Double-tiered ships are designed so the upper deck flooring is at a height of about 1.5 m, hence most stockmen, crew and vets spend much of their days stooped, using torches, peering into the rear of these pens. Chronically painful for monitoring, frustrating and inadequate.
The upper decks have all the feed troughs along the front above this 1.5 m region, hence at the average persons head height.
This means upon inspection from the alleyway the front animals knees can often be seen and the tops of their heads as they use a trough. Everything else obscured. Gateways provide small windows into the pens, but the sheep near the front obscure the rear sheep; becoming sheepy barricades.
To get a proper view, one must climb on the often slippery, tubular rails from the lower pens and take as good a look as you can. The image below has the troughs lowered, as approximately 20% of these young sheep couldn’t reach the troughs. The trough should be hanging off of the rail above their heads. I still stood on a raised railing, 2 foot off the ground to take this image.
Hence when working double-tiered ships monitoring is reliant on stooping, climbing, glimpsing between legs. This leaves lots of guesswork and does not provide acceptable confidence in the true health status of all the animals onboard.

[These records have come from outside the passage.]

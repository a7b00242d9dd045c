//! Held-key and pointer tracking for terminal environments.
//!
//! Supports terminals that do not emit key release events by using a timeout.

use std::time::Instant;

use crossterm::event::KeyCode;

use crate::map::{movement_direction, HorizontalDirection};

// In terminals without key-release events, a short timeout prevents a single
// tap from turning into a sustained "held" state. OS key auto-repeat keeps
// refreshing the timestamp while the key really is held.
const DEFAULT_KEY_RELEASE_TIMEOUT_MS: u32 = 150;

/// Input state sampled by the game loop once per tick.
///
/// `pointer_col` is the terminal column of the last pointer movement since
/// the previous sample; the host converts it to an arena coordinate.
#[derive(Debug, Clone, Copy, PartialEq, Eq, Default)]
pub struct SampledInput {
    pub left: bool,
    pub right: bool,
    pub pointer_col: Option<u16>,
}

/// Tracks held direction flags and the latest pointer position.
///
/// Event handlers mutate this between ticks; [`InputTracker::sample`] reads
/// it exactly once per tick. The two direction flags are independent, like
/// the key-down/key-up flag pair they model.
#[derive(Debug, Clone)]
pub struct InputTracker {
    left_held: bool,
    right_held: bool,
    last_key_time: Instant,
    pointer_col: Option<u16>,
    key_release_timeout_ms: u32,
}

impl InputTracker {
    pub fn new() -> Self {
        Self {
            left_held: false,
            right_held: false,
            last_key_time: Instant::now(),
            pointer_col: None,
            key_release_timeout_ms: DEFAULT_KEY_RELEASE_TIMEOUT_MS,
        }
    }

    pub fn with_key_release_timeout_ms(mut self, timeout_ms: u32) -> Self {
        self.key_release_timeout_ms = timeout_ms;
        self
    }

    pub fn key_release_timeout_ms(&self) -> u32 {
        self.key_release_timeout_ms
    }

    /// Handle a key press (or terminal auto-repeat, which refreshes the
    /// held state in terminals without release events).
    pub fn handle_key_press(&mut self, code: KeyCode) {
        match movement_direction(code) {
            Some(HorizontalDirection::Left) => {
                self.left_held = true;
                self.last_key_time = Instant::now();
            }
            Some(HorizontalDirection::Right) => {
                self.right_held = true;
                self.last_key_time = Instant::now();
            }
            None => {}
        }
    }

    pub fn handle_key_release(&mut self, code: KeyCode) {
        match movement_direction(code) {
            Some(HorizontalDirection::Left) => self.left_held = false,
            Some(HorizontalDirection::Right) => self.right_held = false,
            None => {}
        }
    }

    /// Record a pointer movement at the given terminal column.
    pub fn handle_pointer_col(&mut self, col: u16) {
        self.pointer_col = Some(col);
    }

    /// Take one input snapshot for the upcoming tick.
    ///
    /// Applies the auto-release timeout and consumes the pending pointer
    /// position, so an unmoved pointer is not re-applied on later ticks.
    pub fn sample(&mut self) -> SampledInput {
        let since_last_key = self.last_key_time.elapsed().as_millis() as u32;
        if since_last_key > self.key_release_timeout_ms {
            self.left_held = false;
            self.right_held = false;
        }

        SampledInput {
            left: self.left_held,
            right: self.right_held,
            pointer_col: self.pointer_col.take(),
        }
    }

    pub fn reset(&mut self) {
        self.left_held = false;
        self.right_held = false;
        self.last_key_time = Instant::now();
        self.pointer_col = None;
    }
}

impl Default for InputTracker {
    fn default() -> Self {
        Self::new()
    }
}
//! Terminal "game renderer" module.
//!
//! A small, game-oriented rendering layer for terminal play. It renders into
//! a simple framebuffer that is flushed to the terminal backend with diff
//! encoding.
//!
//! Goals:
//! - Keep `core` deterministic and testable
//! - Draw frames as a pure function of a `GameSnapshot`
//! - Only touch the terminal in [`TerminalRenderer`]

pub mod fb;
pub mod game_view;
pub mod renderer;

pub use fb::{Cell, CellStyle, FrameBuffer, Rgb};
pub use game_view::{GameView, Viewport};
pub use renderer::TerminalRenderer;
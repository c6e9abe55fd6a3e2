//! HTTP client for the managed document-store facade.

use memo_types::{AttributeBag, AttributeStore, AttributeStoreError};
use reqwest::StatusCode;
use std::time::Duration;

const DEFAULT_TIMEOUT: Duration = Duration::from_secs(5);

/// AttributeStore backed by a document-store REST facade:
/// `GET {base}/{user_id}` returns the stored bag (404 when none stored yet),
/// `PUT {base}/{user_id}` replaces it. The collaborator owns table creation
/// and consistency.
pub struct HttpAttributeStore {
    client: reqwest::Client,
    base_url: String,
    api_key: Option<String>,
}

impl HttpAttributeStore {
    pub fn new(base_url: String, api_key: Option<String>) -> Result<Self, AttributeStoreError> {
        let client = reqwest::Client::builder()
            .timeout(DEFAULT_TIMEOUT)
            .build()
            .map_err(|e| AttributeStoreError::Other(e.to_string()))?;
        Ok(Self {
            client,
            base_url: base_url.trim_end_matches('/').to_string(),
            api_key,
        })
    }

    /// Reads `MEMO_STORE_URL` (required) and `MEMO_STORE_API_KEY` (optional
    /// bearer token).
    pub fn from_env() -> Result<Self, AttributeStoreError> {
        let base_url = std::env::var("MEMO_STORE_URL")
            .map_err(|_| AttributeStoreError::Other("MEMO_STORE_URL is not set".to_string()))?;
        let api_key = std::env::var("MEMO_STORE_API_KEY").ok();
        Self::new(base_url, api_key)
    }

    fn item_url(&self, user_id: &str) -> String {
        format!("{}/{}", self.base_url, user_id)
    }

    fn authorize(&self, req: reqwest::RequestBuilder) -> reqwest::RequestBuilder {
        match self.api_key {
            Some(ref key) => req.bearer_auth(key),
            None => req,
        }
    }

    fn map_status(status: StatusCode, body: String) -> AttributeStoreError {
        match status {
            StatusCode::TOO_MANY_REQUESTS => AttributeStoreError::Throttled(body),
            StatusCode::UNAUTHORIZED | StatusCode::FORBIDDEN => {
                AttributeStoreError::PermissionDenied(body)
            }
            _ => AttributeStoreError::Other(format!("document store error {}: {}", status, body)),
        }
    }

    fn map_transport(e: reqwest::Error) -> AttributeStoreError {
        if e.is_timeout() {
            AttributeStoreError::Timeout(e.to_string())
        } else {
            AttributeStoreError::Other(e.to_string())
        }
    }
}

#[async_trait::async_trait]
impl AttributeStore for HttpAttributeStore {
    async fn load(&self, user_id: &str) -> Result<AttributeBag, AttributeStoreError> {
        let req = self.authorize(self.client.get(self.item_url(user_id)));
        let res = req.send().await.map_err(Self::map_transport)?;
        if res.status() == StatusCode::NOT_FOUND {
            return Ok(AttributeBag::default());
        }
        let status = res.status();
        let body = res.text().await.map_err(Self::map_transport)?;
        if !status.is_success() {
            return Err(Self::map_status(status, body));
        }
        serde_json::from_str(&body)
            .map_err(|e| AttributeStoreError::Other(format!("malformed stored document: {}", e)))
    }

    async fn save(&self, user_id: &str, bag: &AttributeBag) -> Result<(), AttributeStoreError> {
        let req = self.authorize(self.client.put(self.item_url(user_id)).json(bag));
        let res = req.send().await.map_err(Self::map_transport)?;
        let status = res.status();
        if !status.is_success() {
            let body = res.text().await.unwrap_or_default();
            return Err(Self::map_status(status, body));
        }
        Ok(())
    }
}
//! Axum server and routes.

use axum::extract::State;
use axum::http::StatusCode;
use axum::routing::{get, post};
use axum::{Json, Router};
use memo_core::Skill;
use memo_types::{RequestEnvelope, ResponseEnvelope};
use std::sync::Arc;

pub struct AppState {
    pub skill: Skill,
    /// When set, envelopes carrying any other application id are rejected
    /// before dispatch.
    pub application_id: Option<String>,
}

pub fn router(state: Arc<AppState>) -> Router {
    Router::new()
        .route("/", post(handle_turn))
        .route("/health", get(handle_health))
        .with_state(state)
}

async fn handle_turn(
    State(state): State<Arc<AppState>>,
    Json(envelope): Json<RequestEnvelope>,
) -> Result<Json<ResponseEnvelope>, StatusCode> {
    if let Some(ref expected) = state.application_id {
        if envelope.application_id() != expected {
            tracing::warn!(
                application_id = envelope.application_id(),
                "rejecting envelope for unknown application"
            );
            return Err(StatusCode::BAD_REQUEST);
        }
    }
    tracing::info!(request = envelope.request.kind(), "turn received");
    Ok(Json(state.skill.invoke(&envelope).await))
}

async fn handle_health() -> &'static str {
    "ok"
}
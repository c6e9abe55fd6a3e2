//! In-memory attribute store (process lifetime only).

use memo_types::{AttributeBag, AttributeStore, AttributeStoreError};
use std::collections::HashMap;
use tokio::sync::RwLock;

/// In-memory implementation of AttributeStore. Used by tests and local runs;
/// memos do not survive a restart.
pub struct InMemoryAttributeStore {
    bags: RwLock<HashMap<String, AttributeBag>>,
}

impl InMemoryAttributeStore {
    pub fn new() -> Self {
        Self {
            bags: RwLock::new(HashMap::new()),
        }
    }
}

impl Default for InMemoryAttributeStore {
    fn default() -> Self {
        Self::new()
    }
}

#[async_trait::async_trait]
impl AttributeStore for InMemoryAttributeStore {
    async fn load(&self, user_id: &str) -> Result<AttributeBag, AttributeStoreError> {
        let guard = self.bags.read().await;
        Ok(guard.get(user_id).cloned().unwrap_or_default())
    }

    async fn save(&self, user_id: &str, bag: &AttributeBag) -> Result<(), AttributeStoreError> {
        let mut guard = self.bags.write().await;
        guard.insert(user_id.to_string(), bag.clone());
        Ok(())
    }
}
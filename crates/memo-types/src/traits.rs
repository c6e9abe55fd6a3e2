//! Traits for attribute storage and request handling.

use crate::{AttributeBag, RequestEnvelope, ResponseEnvelope};
use async_trait::async_trait;

/// Key-value gateway for the per-user attribute bag.
///
/// Contract: `load` returns an empty bag for a user with nothing stored;
/// "not found" is never an error. `save` must complete before the turn's
/// response is returned. Neither operation retries internally; retry policy
/// belongs to the caller.
#[async_trait]
pub trait AttributeStore: Send + Sync {
    async fn load(&self, user_id: &str) -> Result<AttributeBag, AttributeStoreError>;

    async fn save(&self, user_id: &str, bag: &AttributeBag) -> Result<(), AttributeStoreError>;
}

/// One entry in the ordered dispatch table.
#[async_trait]
pub trait Handler: Send + Sync {
    /// Whether this handler serves the request. Predicates are evaluated in
    /// registration order; the first match wins.
    fn matches(&self, envelope: &RequestEnvelope) -> bool;

    async fn handle(&self, input: &HandlerInput<'_>) -> Result<ResponseEnvelope, SkillError>;
}

/// Per-turn view passed to handlers: the envelope plus the attribute store.
pub struct HandlerInput<'a> {
    pub envelope: &'a RequestEnvelope,
    pub attributes: &'a dyn AttributeStore,
}

#[derive(Debug, thiserror::Error)]
pub enum AttributeStoreError {
    #[error("attribute store timeout: {0}")]
    Timeout(String),
    #[error("attribute store throttled: {0}")]
    Throttled(String),
    #[error("attribute store permission denied: {0}")]
    PermissionDenied(String),
    #[error("attribute store error: {0}")]
    Other(String),
}

#[derive(Debug, thiserror::Error)]
pub enum SkillError {
    #[error("no handler matched {0} request")]
    DispatchMiss(&'static str),
    #[error("persistence: {0}")]
    Persistence(#[from] AttributeStoreError),
    #[error("malformed request: {0}")]
    MalformedRequest(String),
}
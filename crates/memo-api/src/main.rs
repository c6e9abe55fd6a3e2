//! Memo skill HTTP endpoint.

use memo_api::server::{self, AppState};
use memo_core::Skill;
use memo_store::{HttpAttributeStore, InMemoryAttributeStore};
use memo_types::AttributeStore;
use std::net::SocketAddr;
use std::sync::Arc;
use tracing_subscriber::{layer::SubscriberExt, util::SubscriberInitExt};

#[tokio::main]
async fn main() -> Result<(), Box<dyn std::error::Error + Send + Sync>> {
    tracing_subscriber::registry()
        .with(tracing_subscriber::EnvFilter::new(
            std::env::var("RUST_LOG").unwrap_or_else(|_| "info".into()),
        ))
        .with(tracing_subscriber::fmt::layer())
        .init();

    let store: Arc<dyn AttributeStore> = if std::env::var("MEMO_STORE_URL").is_ok() {
        Arc::new(HttpAttributeStore::from_env()?)
    } else {
        tracing::warn!("MEMO_STORE_URL not set, memos will not survive a restart");
        Arc::new(InMemoryAttributeStore::new())
    };

    let state = Arc::new(AppState {
        skill: Skill::new(store),
        application_id: std::env::var("MEMO_SKILL_ID").ok(),
    });

    let app = server::router(state);
    let addr: SocketAddr = std::env::var("MEMO_LISTEN")
        .unwrap_or_else(|_| "0.0.0.0:8002".to_string())
        .parse()?;
    tracing::info!("memo skill listening on {}", addr);
    axum::serve(
        tokio::net::TcpListener::bind(addr).await?,
        app.into_make_service(),
    )
    .await?;
    Ok(())
}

Every day the crew must climb in, do a shuffled stoop throughout these short areas, dodging frightened, running and jumping sheep. They are looking for sick, injured or dead sheep, but often get injured themselves. It’s an unenviable and dangerous job.

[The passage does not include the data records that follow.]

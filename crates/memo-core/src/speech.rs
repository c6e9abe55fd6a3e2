//! Fixed speech phrases and pluralization.

use crate::memos::MemoListing;

pub const CARD_TITLE: &str = "Memo";
pub const HELP: &str = "You can save memo and re listen to it";
pub const GOODBYE: &str = "Goodbye!";
pub const DELETION_DONE: &str = "Deletion completed";
pub const NO_MEMOS: &str = "You have no messages to listen to.";
pub const APOLOGY: &str = "Sorry, I can't understand the command. Please say again.";

/// "message" for exactly one, "messages" otherwise.
fn plural_suffix(count: usize) -> &'static str {
    if count == 1 {
        ""
    } else {
        "s"
    }
}

pub fn welcome(count: usize) -> String {
    if count == 0 {
        "Welcome to the Memo Skill, you have no messages!".to_string()
    } else {
        format!(
            "Welcome to the Memo Skill, you have {} message{}!",
            count,
            plural_suffix(count)
        )
    }
}

pub fn memo_created(text: &str) -> String {
    format!("Memo created: {}", text)
}

pub fn listing(listing: &MemoListing<'_>) -> String {
    match listing {
        MemoListing::Empty => NO_MEMOS.to_string(),
        MemoListing::Items(memos) => format!(
            "Here is your message{}: {}",
            plural_suffix(memos.len()),
            memos.join(", ")
        ),
    }
}

#[cfg(test)]
mod tests {
    use super::*;

    #[test]
    fn welcome_is_singular_only_for_one_message() {
        assert_eq!(welcome(0), "Welcome to the Memo Skill, you have no messages!");
        assert_eq!(welcome(1), "Welcome to the Memo Skill, you have 1 message!");
        assert_eq!(welcome(2), "Welcome to the Memo Skill, you have 2 messages!");
    }

    #[test]
    fn listing_enumerates_in_order_with_plural_framing() {
        let memos = vec!["a".to_string(), "b".to_string()];
        assert_eq!(
            listing(&MemoListing::Items(&memos)),
            "Here is your messages: a, b"
        );
        let one = vec!["a".to_string()];
        assert_eq!(listing(&MemoListing::Items(&one)), "Here is your message: a");
    }

    #[test]
    fn empty_listing_has_its_own_phrase() {
        assert_eq!(listing(&MemoListing::Empty), NO_MEMOS);
    }
}
//! Ordered predicate-dispatch table over request handlers.

use crate::handlers::{
    CancelStopHandler, CreateMemoHandler, DeleteMemoHandler, HelpHandler, LaunchHandler,
    ListenMemoHandler, SessionEndedHandler,
};
use crate::speech;
use memo_types::{
    AttributeStore, Handler, HandlerInput, RequestEnvelope, ResponseBuilder, ResponseEnvelope,
    SkillError,
};
use std::sync::Arc;

/// The skill: an immutable dispatch table built once at startup plus the
/// shared attribute store.
///
/// Dispatch walks the table in registration order and runs the first handler
/// whose predicate matches; a request no handler claims is a dispatch miss.
/// `invoke` converts every error into the apology response after logging it,
/// so a turn is never dropped and no raw error reaches the user.
pub struct Skill {
    handlers: Vec<Box<dyn Handler>>,
    store: Arc<dyn AttributeStore>,
}

impl Skill {
    /// Standard table: launch, create, delete, listen, help, cancel/stop,
    /// session-ended.
    pub fn new(store: Arc<dyn AttributeStore>) -> Self {
        Self::with_handlers(
            store,
            vec![
                Box::new(LaunchHandler),
                Box::new(CreateMemoHandler),
                Box::new(DeleteMemoHandler),
                Box::new(ListenMemoHandler),
                Box::new(HelpHandler),
                Box::new(CancelStopHandler),
                Box::new(SessionEndedHandler),
            ],
        )
    }

    pub fn with_handlers(store: Arc<dyn AttributeStore>, handlers: Vec<Box<dyn Handler>>) -> Self {
        Self { handlers, store }
    }

    /// Run one turn to completion. Infallible by contract: errors become the
    /// apology response.
    pub async fn invoke(&self, envelope: &RequestEnvelope) -> ResponseEnvelope {
        match self.dispatch(envelope).await {
            Ok(response) => response,
            Err(e) => {
                tracing::error!(
                    request = envelope.request.kind(),
                    error = %e,
                    "turn failed, answering with apology"
                );
                apology()
            }
        }
    }

    async fn dispatch(&self, envelope: &RequestEnvelope) -> Result<ResponseEnvelope, SkillError> {
        let input = HandlerInput {
            envelope,
            attributes: self.store.as_ref(),
        };
        for handler in &self.handlers {
            if handler.matches(envelope) {
                return handler.handle(&input).await;
            }
        }
        Err(SkillError::DispatchMiss(envelope.request.kind()))
    }
}

/// Terminal fallback response for any failed turn.
pub fn apology() -> ResponseEnvelope {
    ResponseBuilder::new()
        .speak(speech::APOLOGY)
        .reprompt(speech::APOLOGY)
        .build()
}
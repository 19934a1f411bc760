use thiserror::Error;

pub type ProjectorResult<T> = Result<T, ProjectorError>;

/// Errors raised by the layers around the engine. The forward model, the
/// solver and the insight rules are total and never return one of these.
#[derive(Error, Debug)]
pub enum ProjectorError {
    #[error("Configuration error: {0}")]
    Config(String),

    #[error("Validation error: {0}")]
    Validation(String),

    #[error("Serialization error: {0}")]
    Serialization(#[from] serde_json::Error),

    #[error("IO error: {0}")]
    Io(#[from] std::io::Error),
}

impl From<config::ConfigError> for ProjectorError {
    fn from(err: config::ConfigError) -> Self {
        Self::Config(err.to_string())
    }
}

In 2015 Australia exported 2.01m sheep, 12,560 (0.62%) died and were thrown into the ocean. In 2014 Australia exported 2.24m sheep, 15,899 (0.71%) sheep died and were thrown into the ocean. Deaths in the feedlots before and after sailing not included.
FYI: The average 4-deck semi trailers people are used to seeing on the road carry about 450 mature sheep. Do the math, seeing one livestock truck rollover and the subsequent injuries and deaths upsets the average person.
At sea we don’t see them dead on the road, we watch as they float past in the ship’s wake.
The inability to identify all ill animals is why we often have to ‘blanket medicate’. This means we see traces of illness; diarrhea on the ground, on a railing, in a trough, but we rarely know who it came from. So soluble medication is placed into the drinking water for diseases such as salmonella. Quite ineffective, poor veterinary practice and simply results in drug residues in the meat to be consumed from these animals upon arrival in their destination countries if not feed-lotted long enough. I try to avoid it.
As these voyages progress the animals get more fatigued, possibly ill/ less scared of humans. This combination makes determining a sick animal from a well one more difficult as its often their reaction time to our presence that we rely on to determine vitality. Often 100,000 sheep or more are monitored by only one vet and one or two (if lucky) stockmen.
A long haul voyage to somewhere like the Middle East can result in animals barely looking at us as we wander along.
Are they tired, are they sick, you’ll know the next day if they are dead.